The most recent data were collected in Gallup's annual Health and Healthcare poll, conducted Nov. 6-9. Gallup first asked this question in 2000, when 59% of Americans said it was the federal government's responsibility to make sure all Americans have healthcare. This sentiment peaked at 69% in 2006. Americans' attitudes began to shift in the 2008 poll, conducted just after Obama was elected, and became evenly divided after Obama took office in 2009. During this time, Republicans and independents became more likely to say universal healthcare was not the government's responsibility, most probably in reaction to Obama's campaign promise that he was going to attempt to do just that. This non-government-involvement view became more pronounced in 2012 and has been the majority opinion in the U.S. over the past three years.
The political divide on this fundamental issue is evident -- although not universal. While seven in 10 Democrats and Democratic leaners agree that providing healthcare coverage to all is the federal government's job, three-quarters of Republicans and Republican leaners disagree.
The federal government's role in ensuring healthcare for all of its citizens is at the heart of the political controversy over the Affordable Care Act -- given the mandate it places on individuals to participate in the system.
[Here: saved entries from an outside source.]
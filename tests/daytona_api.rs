//! DaytonaClient against a mock Daytona API.

use std::collections::HashMap;
use std::path::Path;
use std::sync::Arc;
use std::time::Duration;

use docs_sandbox::sandbox::{CreateSandboxParams, SandboxSource, SnapshotParams};
use docs_sandbox::snapshot::snapshot_params as lib_snapshot_params;
use docs_sandbox::sync::{sync_repos, SandboxGit, SyncAction, SyncOptions, SyncOutcome};
use docs_sandbox::sandbox::Resources;
use docs_sandbox::{DaytonaClient, Error, Registry, SandboxApi};
use serde_json::json;
use tokio_test::{assert_err, assert_ok};
use wiremock::matchers::{body_partial_json, header, method, path, query_param};
use wiremock::{Mock, MockServer, ResponseTemplate};

async fn client(server: &MockServer) -> DaytonaClient {
    DaytonaClient::new("test-key", format!("{}/api", server.uri()), "us").unwrap()
}

fn snapshot_params() -> CreateSandboxParams {
    CreateSandboxParams {
        source: SandboxSource::Snapshot("effect-docs-snapshot".to_string()),
        env_vars: HashMap::from([(
            "OPENCODE_CONFIG".to_string(),
            "/context/opencode.json".to_string(),
        )]),
        public: true,
        auto_stop_interval: 600,
        resources: None,
    }
}

#[tokio::test]
async fn create_waits_until_started() {
    let server = MockServer::start().await;

    Mock::given(method("POST"))
        .and(path("/api/sandbox"))
        .and(header("authorization", "Bearer test-key"))
        .and(body_partial_json(json!({
            "snapshot": "effect-docs-snapshot",
            "public": true,
            "autoStopInterval": 600,
            "target": "us",
            "env": { "OPENCODE_CONFIG": "/context/opencode.json" },
        })))
        .respond_with(
            ResponseTemplate::new(200).set_body_json(json!({ "id": "sb-1", "state": "creating" })),
        )
        .expect(1)
        .mount(&server)
        .await;

    Mock::given(method("GET"))
        .and(path("/api/sandbox/sb-1"))
        .respond_with(
            ResponseTemplate::new(200).set_body_json(json!({ "id": "sb-1", "state": "started" })),
        )
        .mount(&server)
        .await;

    let info = client(&server).await.create(snapshot_params()).await.unwrap();
    assert_eq!(info.id, "sb-1");
    assert_eq!(info.state.as_deref(), Some("started"));
}

#[tokio::test]
async fn create_fails_when_sandbox_errors() {
    let server = MockServer::start().await;

    Mock::given(method("POST"))
        .and(path("/api/sandbox"))
        .respond_with(
            ResponseTemplate::new(200).set_body_json(json!({ "id": "sb-2", "state": "error" })),
        )
        .mount(&server)
        .await;

    let err = client(&server)
        .await
        .create(snapshot_params())
        .await
        .unwrap_err();
    assert!(matches!(err, Error::Sandbox { op: "create", .. }));
}

#[tokio::test]
async fn non_success_status_maps_to_api_error() {
    let server = MockServer::start().await;

    Mock::given(method("DELETE"))
        .and(path("/api/sandbox/gone"))
        .respond_with(ResponseTemplate::new(404).set_body_string("sandbox not found"))
        .mount(&server)
        .await;

    let client = client(&server).await;
    assert_err!(client.delete("gone").await);

    match client.delete("gone").await.unwrap_err() {
        Error::Api {
            method,
            status,
            body,
            ..
        } => {
            assert_eq!(method, "DELETE");
            assert_eq!(status, 404);
            assert_eq!(body, "sandbox not found");
        }
        other => panic!("unexpected error: {other:?}"),
    }
}

#[tokio::test]
async fn preview_link_and_ssh_access() {
    let server = MockServer::start().await;

    Mock::given(method("GET"))
        .and(path("/api/sandbox/sb-1/ports/8080/preview-url"))
        .respond_with(ResponseTemplate::new(200).set_body_json(json!({
            "url": "https://8080-sb-1.proxy.daytona.works",
            "token": "preview-token",
        })))
        .mount(&server)
        .await;

    Mock::given(method("POST"))
        .and(path("/api/sandbox/sb-1/ssh-access"))
        .and(query_param("expiresInMinutes", "24"))
        .respond_with(ResponseTemplate::new(200).set_body_json(json!({
            "token": "ssh-token",
            "expiresAt": "2026-01-01T00:24:00Z",
        })))
        .expect(1)
        .mount(&server)
        .await;

    let client = client(&server).await;
    let preview = client.preview_link("sb-1", 8080).await.unwrap();
    assert_eq!(preview.url, "https://8080-sb-1.proxy.daytona.works");

    let ssh = client.create_ssh_access("sb-1", 24).await.unwrap();
    assert_eq!(ssh.token, "ssh-token");
}

#[tokio::test]
async fn file_round_trip_through_toolbox() {
    let server = MockServer::start().await;

    Mock::given(method("GET"))
        .and(path("/api/toolbox/sb-1/toolbox/files/download"))
        .and(query_param("path", "/root/.bashrc"))
        .respond_with(ResponseTemplate::new(200).set_body_bytes(b"# bashrc\n".to_vec()))
        .mount(&server)
        .await;

    Mock::given(method("POST"))
        .and(path("/api/toolbox/sb-1/toolbox/files/upload"))
        .and(query_param("path", "/root/.bashrc"))
        .respond_with(ResponseTemplate::new(200))
        .expect(1)
        .mount(&server)
        .await;

    let client = client(&server).await;
    let content = client.download_file("sb-1", "/root/.bashrc").await.unwrap();
    assert_eq!(content, b"# bashrc\n");
    assert_ok!(client.upload_file("sb-1", "/root/.bashrc", content).await);
}

#[tokio::test]
async fn sandbox_git_pulls_existing_and_clones_missing() {
    let server = MockServer::start().await;

    Mock::given(method("POST"))
        .and(path("/api/toolbox/sb-1/toolbox/files/folder"))
        .and(query_param("path", "/context/repos"))
        .respond_with(ResponseTemplate::new(200))
        .mount(&server)
        .await;

    Mock::given(method("GET"))
        .and(path("/api/toolbox/sb-1/toolbox/files"))
        .and(query_param("path", "/context/repos"))
        .respond_with(ResponseTemplate::new(200).set_body_json(json!([
            { "name": "effect", "isDir": true },
        ])))
        .mount(&server)
        .await;

    Mock::given(method("POST"))
        .and(path("/api/toolbox/sb-1/toolbox/process/execute"))
        .and(body_partial_json(json!({
            "command": "git pull",
            "cwd": "/context/repos/effect",
        })))
        .respond_with(
            ResponseTemplate::new(200)
                .set_body_json(json!({ "exitCode": 0, "result": "Already up to date." })),
        )
        .expect(1)
        .mount(&server)
        .await;

    Mock::given(method("POST"))
        .and(path("/api/toolbox/sb-1/toolbox/process/execute"))
        .and(body_partial_json(json!({
            "command": "git clone --depth 1 --single-branch --branch main \
                        https://github.com/sveltejs/svelte.dev /context/repos/svelte",
        })))
        .respond_with(
            ResponseTemplate::new(200)
                .set_body_json(json!({ "exitCode": 128, "result": "fatal: unable to access" })),
        )
        .expect(1)
        .mount(&server)
        .await;

    let api: Arc<dyn SandboxApi> = Arc::new(client(&server).await);
    let backend = Arc::new(SandboxGit::new(api, "sb-1"));
    let results = sync_repos(
        backend,
        Registry::local_context().repos(),
        Path::new("/context/repos"),
        &SyncOptions::default(),
    )
    .await
    .unwrap();

    assert_eq!(results.len(), 2);
    assert!(matches!(
        results[0].outcome,
        SyncOutcome::Synced {
            action: SyncAction::Pulled,
            ..
        }
    ));
    assert!(!results[1].is_success());
    assert!(results[1].error().unwrap_or_default().contains("exited with 128"));
}

#[tokio::test]
async fn snapshot_build_logs_are_read_while_building() {
    let server = MockServer::start().await;

    Mock::given(method("POST"))
        .and(path("/api/snapshots"))
        .and(body_partial_json(json!({ "name": "effect-docs-snapshot", "cpu": 3 })))
        .respond_with(
            ResponseTemplate::new(200).set_body_json(json!({ "id": "snap-1", "state": "building" })),
        )
        .expect(1)
        .mount(&server)
        .await;

    Mock::given(method("GET"))
        .and(path("/api/snapshots/snap-1"))
        .respond_with(
            ResponseTemplate::new(200).set_body_json(json!({ "id": "snap-1", "state": "active" })),
        )
        .mount(&server)
        .await;

    // Once while building and once after the build went active.
    Mock::given(method("GET"))
        .and(path("/api/snapshots/snap-1/build-logs"))
        .respond_with(ResponseTemplate::new(200).set_body_string("Step 1/4 : FROM debian\n"))
        .expect(2)
        .mount(&server)
        .await;

    let registry = Registry::builtin();
    let params: SnapshotParams =
        lib_snapshot_params(registry.require("effect").unwrap(), Resources::SNAPSHOT);
    let client = client(&server)
        .await
        .with_snapshot_timeout(Duration::from_secs(30));

    assert_ok!(client.create_snapshot(params).await);
}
Views of the ACA are themselves highly partisan, making it no surprise that 79% of those who approve of the ACA also say it is the government's responsibility to ensure universal healthcare, while 76% of those who disapprove of the ACA say the opposite.
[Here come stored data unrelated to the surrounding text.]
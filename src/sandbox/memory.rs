//! In-process sandbox backend.
//!
//! Keeps sandboxes, files and sessions in memory and records every call.
//! Used for dry runs (`SANDBOX_BACKEND=memory`) and by the test suite.

use std::collections::{BTreeMap, BTreeSet, HashMap};
use std::sync::Mutex;

use async_trait::async_trait;

use crate::error::{Error, Result};

use super::provider::{
    CreateSandboxParams, ExecResponse, FileEntry, PreviewLink, SandboxApi, SandboxInfo,
    SessionCommand, SessionExecRequest, SnapshotParams, SshAccess,
};

#[derive(Debug, Default)]
struct MemorySandbox {
    files: BTreeMap<String, Vec<u8>>,
    folders: BTreeSet<String>,
    sessions: BTreeSet<String>,
    params_env: HashMap<String, String>,
}

#[derive(Debug, Default)]
struct State {
    next_id: u64,
    sandboxes: HashMap<String, MemorySandbox>,
    snapshots: Vec<String>,
    calls: Vec<String>,
    deletes: usize,
}

/// Sandbox API that never leaves the process.
#[derive(Debug, Default)]
pub struct InMemorySandboxApi {
    state: Mutex<State>,
    failing_ops: Mutex<BTreeSet<&'static str>>,
    failing_commands: Mutex<Vec<String>>,
}

fn parent_and_name(path: &str) -> (&str, &str) {
    let trimmed = path.trim_end_matches('/');
    match trimmed.rfind('/') {
        Some(0) => ("/", &trimmed[1..]),
        Some(idx) => (&trimmed[..idx], &trimmed[idx + 1..]),
        None => ("", trimmed),
    }
}

impl InMemorySandboxApi {
    pub fn new() -> Self {
        Self::default()
    }

    /// Makes every call to `op` (e.g. `"create"`, `"upload_file"`) fail.
    pub fn fail_op(&self, op: &'static str) {
        self.lock_failing_ops().insert(op);
    }

    /// Makes `execute_command` exit non-zero for commands containing `needle`.
    pub fn fail_command_containing(&self, needle: impl Into<String>) {
        self.lock_failing_commands().push(needle.into());
    }

    /// Names of all API calls made so far, in order.
    pub fn calls(&self) -> Vec<String> {
        self.lock().calls.clone()
    }

    /// How many times `delete` was called.
    pub fn delete_count(&self) -> usize {
        self.lock().deletes
    }

    /// Number of sandboxes that have not been deleted.
    pub fn live_sandboxes(&self) -> usize {
        self.lock().sandboxes.len()
    }

    /// Snapshot names built so far.
    pub fn snapshots(&self) -> Vec<String> {
        self.lock().snapshots.clone()
    }

    /// Content of a file in a live sandbox.
    pub fn file(&self, sandbox_id: &str, path: &str) -> Option<Vec<u8>> {
        self.lock()
            .sandboxes
            .get(sandbox_id)
            .and_then(|s| s.files.get(path).cloned())
    }

    /// Environment a live sandbox was created with.
    pub fn env(&self, sandbox_id: &str) -> Option<HashMap<String, String>> {
        self.lock()
            .sandboxes
            .get(sandbox_id)
            .map(|s| s.params_env.clone())
    }

    /// Seeds a file, creating parent folders.
    pub fn put_file(&self, sandbox_id: &str, path: &str, content: &[u8]) {
        let mut state = self.lock();
        if let Some(sandbox) = state.sandboxes.get_mut(sandbox_id) {
            let (parent, _) = parent_and_name(path);
            sandbox.folders.insert(parent.to_string());
            sandbox.files.insert(path.to_string(), content.to_vec());
        }
    }

    fn lock(&self) -> std::sync::MutexGuard<'_, State> {
        self.state.lock().unwrap_or_else(|e| e.into_inner())
    }

    fn lock_failing_ops(&self) -> std::sync::MutexGuard<'_, BTreeSet<&'static str>> {
        self.failing_ops.lock().unwrap_or_else(|e| e.into_inner())
    }

    fn lock_failing_commands(&self) -> std::sync::MutexGuard<'_, Vec<String>> {
        self.failing_commands.lock().unwrap_or_else(|e| e.into_inner())
    }

    fn enter(&self, op: &'static str) -> Result<()> {
        self.lock().calls.push(op.to_string());
        if self.lock_failing_ops().contains(op) {
            return Err(Error::sandbox(op, "injected failure"));
        }
        Ok(())
    }

    fn with_sandbox<T>(
        &self,
        op: &'static str,
        sandbox_id: &str,
        f: impl FnOnce(&mut MemorySandbox) -> Result<T>,
    ) -> Result<T> {
        let mut state = self.lock();
        let sandbox = state
            .sandboxes
            .get_mut(sandbox_id)
            .ok_or_else(|| Error::sandbox(op, format!("no sandbox {sandbox_id}")))?;
        f(sandbox)
    }
}

#[async_trait]
impl SandboxApi for InMemorySandboxApi {
    async fn create(&self, params: CreateSandboxParams) -> Result<SandboxInfo> {
        self.enter("create")?;
        let mut state = self.lock();
        state.next_id += 1;
        let id = format!("mem-{}", state.next_id);
        let mut sandbox = MemorySandbox {
            params_env: params.env_vars,
            ..Default::default()
        };
        sandbox
            .files
            .insert("/root/.bashrc".to_string(), b"# bashrc\n".to_vec());
        sandbox.folders.insert("/root".to_string());
        state.sandboxes.insert(id.clone(), sandbox);
        Ok(SandboxInfo {
            id,
            state: Some("started".to_string()),
        })
    }

    async fn create_folder(&self, sandbox_id: &str, path: &str, _mode: &str) -> Result<()> {
        self.enter("create_folder")?;
        self.with_sandbox("create_folder", sandbox_id, |s| {
            s.folders.insert(path.trim_end_matches('/').to_string());
            Ok(())
        })
    }

    async fn upload_file(&self, sandbox_id: &str, path: &str, content: Vec<u8>) -> Result<()> {
        self.enter("upload_file")?;
        self.with_sandbox("upload_file", sandbox_id, |s| {
            s.files.insert(path.to_string(), content);
            Ok(())
        })
    }

    async fn download_file(&self, sandbox_id: &str, path: &str) -> Result<Vec<u8>> {
        self.enter("download_file")?;
        self.with_sandbox("download_file", sandbox_id, |s| {
            s.files
                .get(path)
                .cloned()
                .ok_or_else(|| Error::sandbox("download_file", format!("no such file {path}")))
        })
    }

    async fn list_files(&self, sandbox_id: &str, path: &str) -> Result<Vec<FileEntry>> {
        self.enter("list_files")?;
        let dir = path.trim_end_matches('/');
        self.with_sandbox("list_files", sandbox_id, |s| {
            let folders = s.folders.iter().filter_map(|f| {
                let (parent, name) = parent_and_name(f);
                (parent == dir && !name.is_empty()).then(|| FileEntry {
                    name: name.to_string(),
                    is_dir: true,
                })
            });
            let files = s.files.keys().filter_map(|f| {
                let (parent, name) = parent_and_name(f);
                (parent == dir).then(|| FileEntry {
                    name: name.to_string(),
                    is_dir: false,
                })
            });
            Ok(folders.chain(files).collect())
        })
    }

    async fn execute_command(
        &self,
        sandbox_id: &str,
        command: &str,
        cwd: Option<&str>,
    ) -> Result<ExecResponse> {
        self.enter("execute_command")?;
        let failing = self
            .lock_failing_commands()
            .iter()
            .any(|needle| command.contains(needle.as_str()));
        self.with_sandbox("execute_command", sandbox_id, |s| {
            if failing {
                return Ok(ExecResponse {
                    exit_code: 128,
                    result: format!("fatal: {command}"),
                });
            }
            if command.starts_with("git clone") {
                if let Some(target) = command.split_whitespace().last() {
                    s.folders.insert(target.to_string());
                }
            }
            Ok(ExecResponse {
                exit_code: 0,
                result: format!("ok: {command} (cwd: {})", cwd.unwrap_or("~")),
            })
        })
    }

    async fn create_session(&self, sandbox_id: &str, session_id: &str) -> Result<()> {
        self.enter("create_session")?;
        self.with_sandbox("create_session", sandbox_id, |s| {
            s.sessions.insert(session_id.to_string());
            Ok(())
        })
    }

    async fn execute_session_command(
        &self,
        sandbox_id: &str,
        session_id: &str,
        request: SessionExecRequest,
    ) -> Result<SessionCommand> {
        self.enter("execute_session_command")?;
        self.with_sandbox("execute_session_command", sandbox_id, |s| {
            if !s.sessions.contains(session_id) {
                return Err(Error::sandbox(
                    "execute_session_command",
                    format!("no session {session_id}"),
                ));
            }
            Ok(SessionCommand {
                cmd_id: Some(format!("cmd-{session_id}")),
                output: None,
                exit_code: (!request.run_async).then_some(0),
            })
        })
    }

    async fn session_command_logs(
        &self,
        _sandbox_id: &str,
        _session_id: &str,
        command_id: &str,
    ) -> Result<String> {
        self.enter("session_command_logs")?;
        Ok(format!("{command_id}: listening"))
    }

    async fn delete_session(&self, sandbox_id: &str, session_id: &str) -> Result<()> {
        self.enter("delete_session")?;
        self.with_sandbox("delete_session", sandbox_id, |s| {
            s.sessions.remove(session_id);
            Ok(())
        })
    }

    async fn preview_link(&self, sandbox_id: &str, port: u16) -> Result<PreviewLink> {
        self.enter("preview_link")?;
        self.with_sandbox("preview_link", sandbox_id, |_| {
            Ok(PreviewLink {
                url: format!("https://{port}-{sandbox_id}.preview.invalid"),
                token: None,
            })
        })
    }

    async fn create_ssh_access(
        &self,
        sandbox_id: &str,
        _expires_in_minutes: u32,
    ) -> Result<SshAccess> {
        self.enter("create_ssh_access")?;
        self.with_sandbox("create_ssh_access", sandbox_id, |_| {
            Ok(SshAccess {
                token: format!("ssh-{sandbox_id}"),
                expires_at: None,
            })
        })
    }

    async fn delete(&self, sandbox_id: &str) -> Result<()> {
        self.enter("delete")?;
        let mut state = self.lock();
        state.deletes += 1;
        state
            .sandboxes
            .remove(sandbox_id)
            .map(|_| ())
            .ok_or_else(|| Error::sandbox("delete", format!("no sandbox {sandbox_id}")))
    }

    async fn create_snapshot(&self, params: SnapshotParams) -> Result<()> {
        self.enter("create_snapshot")?;
        self.lock().snapshots.push(params.name);
        Ok(())
    }
}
Differences in views of government's role in health coverage by race and age mirror the political orientations of these populations. Two-thirds of nonwhites and 60% of 18- to 34-year-olds, both significantly Democratic constituencies, believe it is the government's responsibility. This sentiment drops well below the majority level among whites and those aged 35 and older, who tend to be more Republican. Even among the group of Americans aged 55 and older, many of whom have government-provided Medicare but who lean Republican politically, 58% say it is not the government's responsibility to provide healthcare.
Bottom Line
Americans' attitudes about the federal government's role in ensuring that all Americans have healthcare coverage shifted significantly after Obama was elected in 2008 and first took office in 2009. Given that Obama campaigned on a pledge to expand the government's role in ensuring healthcare coverage for Americans, and then pushed for and obtained passage of the landmark ACA in 2010, these tangible manifestations of a larger government role in healthcare most likely created a significant backlash, particularly among Republicans and independents.
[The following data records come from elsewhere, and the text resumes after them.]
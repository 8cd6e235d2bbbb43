//! Local volume variant.
//!
//! Prepares a directory on the host with the agent configuration and the
//! context repos, and runs the documentation server against it.

use std::path::{Path, PathBuf};
use std::process::{ExitStatus, Stdio};
use std::sync::Arc;

use tokio::io::{AsyncBufReadExt, BufReader};
use tokio::process::Command;

use crate::error::{Error, Result};
use crate::repos::Registry;
use crate::sync::{report, sync_repos, GitBackend, LocalGit, SyncOptions, SyncResult};
use crate::template::{BundlePaths, ConfigBundle, TemplateParams, CONFIG_FILE};

/// Checkout directory under the volume root.
pub const CONTEXT_REPOS_DIR: &str = "context-repos";

/// A host directory holding configuration and repos.
#[derive(Debug, Clone)]
pub struct LocalVolume {
    root: PathBuf,
    registry: Registry,
}

impl LocalVolume {
    pub fn new(root: impl Into<PathBuf>, registry: Registry) -> Self {
        Self {
            root: root.into(),
            registry,
        }
    }

    pub fn root(&self) -> &Path {
        &self.root
    }

    pub fn repos_dir(&self) -> PathBuf {
        self.root.join(CONTEXT_REPOS_DIR)
    }

    pub fn config_path(&self) -> PathBuf {
        self.root.join(CONFIG_FILE)
    }

    pub fn template_params(&self) -> TemplateParams {
        TemplateParams::volume(self.repos_dir(), self.registry.names())
    }

    fn check_root(&self) -> Result<()> {
        if self.root.exists() && !self.root.is_dir() {
            return Err(Error::InvalidPath(self.root.clone()));
        }
        Ok(())
    }

    /// Writes `opencode.json` and the prompts, replacing earlier ones.
    pub async fn write_config(&self) -> Result<BundlePaths> {
        self.check_root()?;
        tracing::info!(volume = ?self.root, "setting up config and agent prompts");

        let bundle = ConfigBundle::render(&self.template_params())?;
        let paths = bundle.write_to_dir(&self.root).await?;

        tracing::info!(path = ?paths.config, "config written");
        tracing::info!(path = ?paths.docs_prompt, "docs agent prompt written");
        tracing::info!(path = ?paths.ask_prompt, "ask agent prompt written");
        Ok(paths)
    }

    /// Clones or pulls every registry repo under [`repos_dir`](Self::repos_dir).
    pub async fn sync(
        &self,
        backend: Arc<dyn GitBackend>,
        options: &SyncOptions,
    ) -> Result<Vec<SyncResult>> {
        self.check_root()?;
        tracing::info!(volume = ?self.root, "loading context");
        sync_repos(backend, self.registry.repos(), &self.repos_dir(), options).await
    }

    /// Config plus repo sync with the host's git. Returns how many repos
    /// are usable.
    pub async fn prepare(&self) -> Result<usize> {
        self.write_config().await?;
        let results = self.sync(Arc::new(LocalGit::new()), &SyncOptions::default()).await?;
        let loaded = report(&results).len();
        tracing::info!(loaded, total = results.len(), "loaded context items");
        Ok(loaded)
    }
}

/// The documentation server as a local child process.
#[derive(Debug, Clone)]
pub struct LocalServer {
    program: String,
    port: u16,
}

impl LocalServer {
    pub fn new(program: impl Into<String>, port: u16) -> Self {
        Self {
            program: program.into(),
            port,
        }
    }

    fn command(&self, volume: &LocalVolume) -> Command {
        let mut cmd = Command::new(&self.program);
        cmd.arg("serve")
            .arg(format!("--port={}", self.port))
            .env("OPENCODE_CONFIG", volume.config_path())
            .stdin(Stdio::null())
            .stdout(Stdio::piped())
            .stderr(Stdio::inherit())
            .kill_on_drop(true);
        cmd
    }

    /// Runs the server, logging its stdout, until it exits or `shutdown`
    /// resolves. Returns `None` when stopped by `shutdown`.
    pub async fn run_until_shutdown<F>(
        &self,
        volume: &LocalVolume,
        shutdown: F,
    ) -> Result<Option<ExitStatus>>
    where
        F: std::future::Future<Output = ()>,
    {
        tokio::pin!(shutdown);

        tracing::info!(program = %self.program, port = self.port, volume = ?volume.root(), "spawning server");
        let mut child = self.command(volume).spawn().map_err(|e| Error::Process {
            program: self.program.clone(),
            reason: e.to_string(),
        })?;

        let stdout = child.stdout.take().ok_or_else(|| Error::Process {
            program: self.program.clone(),
            reason: "stdout not captured".to_string(),
        })?;
        let mut lines = BufReader::new(stdout).lines();
        let mut stdout_open = true;

        loop {
            tokio::select! {
                line = lines.next_line(), if stdout_open => match line {
                    Ok(Some(line)) => tracing::info!(target: "opencode", "{}", line),
                    Ok(None) => stdout_open = false,
                    Err(e) => {
                        tracing::warn!(error = %e, "error reading server output");
                        stdout_open = false;
                    }
                },
                status = child.wait() => {
                    let status = status.map_err(|e| Error::Process {
                        program: self.program.clone(),
                        reason: e.to_string(),
                    })?;
                    tracing::info!(%status, "server exited");
                    return Ok(Some(status));
                }
                _ = &mut shutdown => {
                    tracing::info!("cleaning up");
                    if let Err(e) = child.kill().await {
                        tracing::warn!(error = %e, "failed to kill server");
                    }
                    return Ok(None);
                }
            }
        }
    }
}

#[cfg(test)]
mod tests {
    use super::*;
    use tempfile::TempDir;

    #[tokio::test]
    async fn write_config_lists_volume_repos() {
        let dir = TempDir::new().unwrap();
        let volume = LocalVolume::new(dir.path(), Registry::local_context());

        let paths = volume.write_config().await.unwrap();

        let prompt = std::fs::read_to_string(paths.docs_prompt).unwrap();
        let effect = dir.path().join("context-repos").join("effect");
        assert_eq!(prompt.matches(&*effect.to_string_lossy()).count(), 1);
        assert!(prompt.contains("- svelte: "));
    }

    #[tokio::test]
    async fn file_root_is_rejected() {
        let dir = TempDir::new().unwrap();
        let file = dir.path().join("vol");
        std::fs::write(&file, "").unwrap();

        let err = LocalVolume::new(&file, Registry::local_context())
            .write_config()
            .await
            .unwrap_err();
        assert!(matches!(err, Error::InvalidPath(p) if p == file));
    }

    #[tokio::test]
    async fn missing_program_is_process_error() {
        let dir = TempDir::new().unwrap();
        let volume = LocalVolume::new(dir.path(), Registry::local_context());
        let server = LocalServer::new("/nonexistent/opencode", 8080);

        let err = server
            .run_until_shutdown(&volume, std::future::pending())
            .await
            .unwrap_err();
        assert!(matches!(err, Error::Process { .. }));
    }

    #[cfg(unix)]
    fn fake_server(dir: &Path, body: &str) -> String {
        use std::os::unix::fs::PermissionsExt;
        let path = dir.join("fake-opencode");
        std::fs::write(&path, format!("#!/bin/sh\n{body}\n")).unwrap();
        std::fs::set_permissions(&path, std::fs::Permissions::from_mode(0o755)).unwrap();
        path.to_string_lossy().into_owned()
    }

    #[cfg(unix)]
    #[tokio::test]
    async fn server_exit_status_is_returned() {
        let dir = TempDir::new().unwrap();
        let volume = LocalVolume::new(dir.path(), Registry::local_context());
        let program = fake_server(dir.path(), "echo \"config $OPENCODE_CONFIG $1 $2\"\nexit 3");

        let status = LocalServer::new(program, 8080)
            .run_until_shutdown(&volume, std::future::pending())
            .await
            .unwrap()
            .unwrap();
        assert_eq!(status.code(), Some(3));
    }

    #[cfg(unix)]
    #[tokio::test]
    async fn shutdown_kills_server() {
        let dir = TempDir::new().unwrap();
        let volume = LocalVolume::new(dir.path(), Registry::local_context());
        let program = fake_server(dir.path(), "echo started\nexec sleep 30");

        let stopped = LocalServer::new(program, 8080)
            .run_until_shutdown(&volume, tokio::time::sleep(std::time::Duration::from_millis(200)))
            .await
            .unwrap();
        assert!(stopped.is_none());
    }
}
//! Interactive documentation sandbox built from the base image.
//!
//! The context repos are cloned inside the sandbox after it starts.

use std::process::ExitCode;

use docs_sandbox::config::{ExitPolicy, Settings, Validate};
use docs_sandbox::flow::{shutdown_signal, FlowOptions, SandboxFlow, Variant};
use docs_sandbox::logging::{self, LogConfig};
use docs_sandbox::Result;

#[tokio::main]
async fn main() -> ExitCode {
    if let Err(e) = logging::init(&LogConfig::default()) {
        eprintln!("{e}");
    }

    let settings = match Settings::from_env() {
        Ok(settings) => settings,
        Err(e) => return ExitPolicy::Clean.exit_code(&Err(e)),
    };
    let policy = settings.exit_policy_or(ExitPolicy::Clean);
    policy.exit_code(&run(&settings).await)
}

async fn run(settings: &Settings) -> Result<()> {
    settings.validate().into_result()?;

    let variant = Variant::Image(settings.image_registry()?);
    let api = settings.sandbox_api()?;

    SandboxFlow::new(api, variant, FlowOptions::image(settings))
        .run_until_shutdown(shutdown_signal())
        .await
}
Americans' attitudes about the government's role in ensuring healthcare coverage help explain their reactions to the ACA. The act's proponents have pointed out that Americans favor a number of the act's provisions when tested in isolation, and that the act has already lowered the nation's uninsured rate. Yet, a majority of Americans continue to say they disapprove of it, even as the ACA is making progress toward its stated goal of expanding health insurance coverage. That more than half of Americans think it is not the government's role to make sure Americans have healthcare coverage suggests that opposition to the ACA may be centered more on its philosophical underpinnings, rather than on the specifics of its actual provisions and outcomes.
Survey Methods
Results for this Gallup poll are based on telephone interviews conducted Nov. 6-9, 2014, with a random sample of 828 adults, aged 18 and older, living in all 50 U.S. states and the District of Columbia. For results based on the total sample of national adults, the margin of sampling error is ±4 percentage points at the 95% confidence level.
Each sample of national adults includes a minimum quota of 50% cellphone respondents and 50% landline respondents, with additional minimum quotas by time zone within region. Landline and cellular telephone numbers are selected using random-digit-dial methods.